On The Rap Sheet tonight writer John Peyton Cooke makes the case for The Scarf and not Psycho being Robert Bloch's true masterpiece. I'm not sure I agree but since they're both fine books what the hell.
Cooke's excellent review reminds me of another overlooked Bloch novel, the one that came right after Psycho and that nobody much seemed to care for, namely The Dead Beat. What I've always liked about it is the way Bloch took a sleazy no-good bastard and set him right down in the middle of a Midwestern family that could have doubled as sit-com people.
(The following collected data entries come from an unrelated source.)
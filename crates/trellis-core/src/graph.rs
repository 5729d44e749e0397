//! The query facade.
//!
//! [`TrellisGraph`] ties a backend to the `[query]` config section and
//! exposes every query the crate offers behind one handle. Each method takes
//! a [`QueryContext`] so callers decide cancellation and deadlines per
//! request; [`TrellisGraph::context`] builds one from config.

use std::sync::Arc;

use crate::config::{Config, QueryConfig};
use crate::error::{GraphError, Result};
use crate::identity::Subject;
use crate::ontology::{EdgeFilter, GraphNode, IsDependency, NodeId};
use crate::query::{
    self, EqualityKind, KnownQuery, KnownReport, NeighborResolver, Neighbors, QueryContext,
};
use crate::spec::{EvidenceSpec, IsDependencySpec, SubjectSpec};
use crate::store::{GraphBackend, GraphSnapshot, MemoryBackend, ResolvedSubject, SurrealBackend};

#[derive(Clone)]
pub struct TrellisGraph {
    backend: Arc<dyn GraphBackend>,
    resolver: NeighborResolver,
    config: QueryConfig,
}

impl TrellisGraph {
    pub fn new(backend: Arc<dyn GraphBackend>, config: QueryConfig) -> Self {
        let resolver = NeighborResolver::new(backend.clone()).with_secondary_hop(config.secondary_hop);
        Self {
            backend,
            resolver,
            config,
        }
    }

    /// Open the backend named in `config`.
    ///
    /// A `snapshot` file, when given, always loads into the memory backend.
    pub async fn open(config: &Config, snapshot: Option<&std::path::Path>) -> Result<Self> {
        let backend: Arc<dyn GraphBackend> = match (snapshot, config.backend.kind.as_str()) {
            (Some(path), _) => {
                Arc::new(MemoryBackend::from_snapshot(GraphSnapshot::from_file(path)?)?)
            }
            (None, "memory") => Arc::new(MemoryBackend::new()),
            (None, "surreal") => Arc::new(SurrealBackend::from_config(&config.backend).await?),
            (None, other) => {
                return Err(GraphError::BackendUnavailable(format!(
                    "unknown backend '{}'",
                    other
                )))
            }
        };
        tracing::info!(backend = backend.name(), "graph opened");
        Ok(Self::new(backend, config.query.clone()))
    }

    /// A fresh request context using the configured limits.
    pub fn context(&self) -> QueryContext {
        QueryContext::from_config(&self.config)
    }

    pub fn backend(&self) -> &dyn GraphBackend {
        self.backend.as_ref()
    }

    pub fn config(&self) -> &QueryConfig {
        &self.config
    }

    pub async fn resolve_identity(
        &self,
        ctx: &QueryContext,
        spec: &SubjectSpec,
    ) -> Result<ResolvedSubject> {
        ctx.call(self.backend.resolve_identity(spec)).await
    }

    pub async fn neighbors(
        &self,
        ctx: &QueryContext,
        id: &NodeId,
        filter: &EdgeFilter,
    ) -> Result<Neighbors> {
        self.resolver.neighbors(ctx, id, filter).await
    }

    pub async fn known(&self, ctx: &QueryContext, subject: &Subject) -> Result<KnownReport> {
        KnownQuery::new(self.backend.as_ref(), &self.resolver)
            .known(ctx, subject)
            .await
    }

    /// Shortest route between two ids; `max_len` defaults to
    /// `query.max_path_length`.
    pub async fn find_route(
        &self,
        ctx: &QueryContext,
        from: &NodeId,
        to: &NodeId,
        max_len: Option<usize>,
        using_only: &EdgeFilter,
    ) -> Result<Vec<GraphNode>> {
        let max_len = max_len.unwrap_or(self.config.max_path_length);
        query::find_route(self.backend.as_ref(), ctx, from, to, max_len, using_only).await
    }

    pub async fn node(&self, ctx: &QueryContext, id: &NodeId) -> Result<GraphNode> {
        ctx.call(self.backend.node(id)).await
    }

    /// Several nodes by id, in input order. Any missing id fails the batch.
    pub async fn nodes(&self, ctx: &QueryContext, ids: &[NodeId]) -> Result<Vec<GraphNode>> {
        let backend = self.backend.as_ref();
        query::fan_out(ctx, ids.iter().map(|id| ctx.call(backend.node(id)))).await
    }

    pub async fn search(&self, ctx: &QueryContext, spec: &EvidenceSpec) -> Result<Vec<GraphNode>> {
        ctx.call(self.backend.evidence(spec)).await
    }

    pub async fn dependencies(
        &self,
        ctx: &QueryContext,
        spec: &IsDependencySpec,
    ) -> Result<Vec<IsDependency>> {
        ctx.call(self.backend.dependencies(spec)).await
    }

    pub async fn direct_equivalents(
        &self,
        ctx: &QueryContext,
        id: &NodeId,
        kind: EqualityKind,
    ) -> Result<Vec<NodeId>> {
        query::direct_equivalents(self.backend.as_ref(), ctx, id, kind).await
    }

    pub async fn equivalence_class(
        &self,
        ctx: &QueryContext,
        id: &NodeId,
        kind: EqualityKind,
    ) -> Result<Vec<NodeId>> {
        query::equivalence_class(self.backend.as_ref(), ctx, id, kind).await
    }
}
Bloch really makes you care about these folks and how they are so slow to catch on to the psychotic jazz musician they make the mistake of trying to help.
The title signals the era, the early sixties when the beats were so much in the news. He shows us a kind of faux beat existence with the musicians we meet early on. Bloch gets the one night stand life (in both meanings of that phrase) down just as well as he gets the middle-class days and nights of the family the musician will ultimately turn on.
Reviewers of the time didn't like the relatvely slow pace. They also complained (as I recall) that the novel didn't offer the shock or sass of Psycho (I say sass because the novel is very funny in places--something Hitchcock picked up on immediately). While it's certainly not Bob Bloch's masterpiece, it's a novel that shows him in a more expansive mood, showing an interest not just in the story but in showing us life as it was lived back in the day.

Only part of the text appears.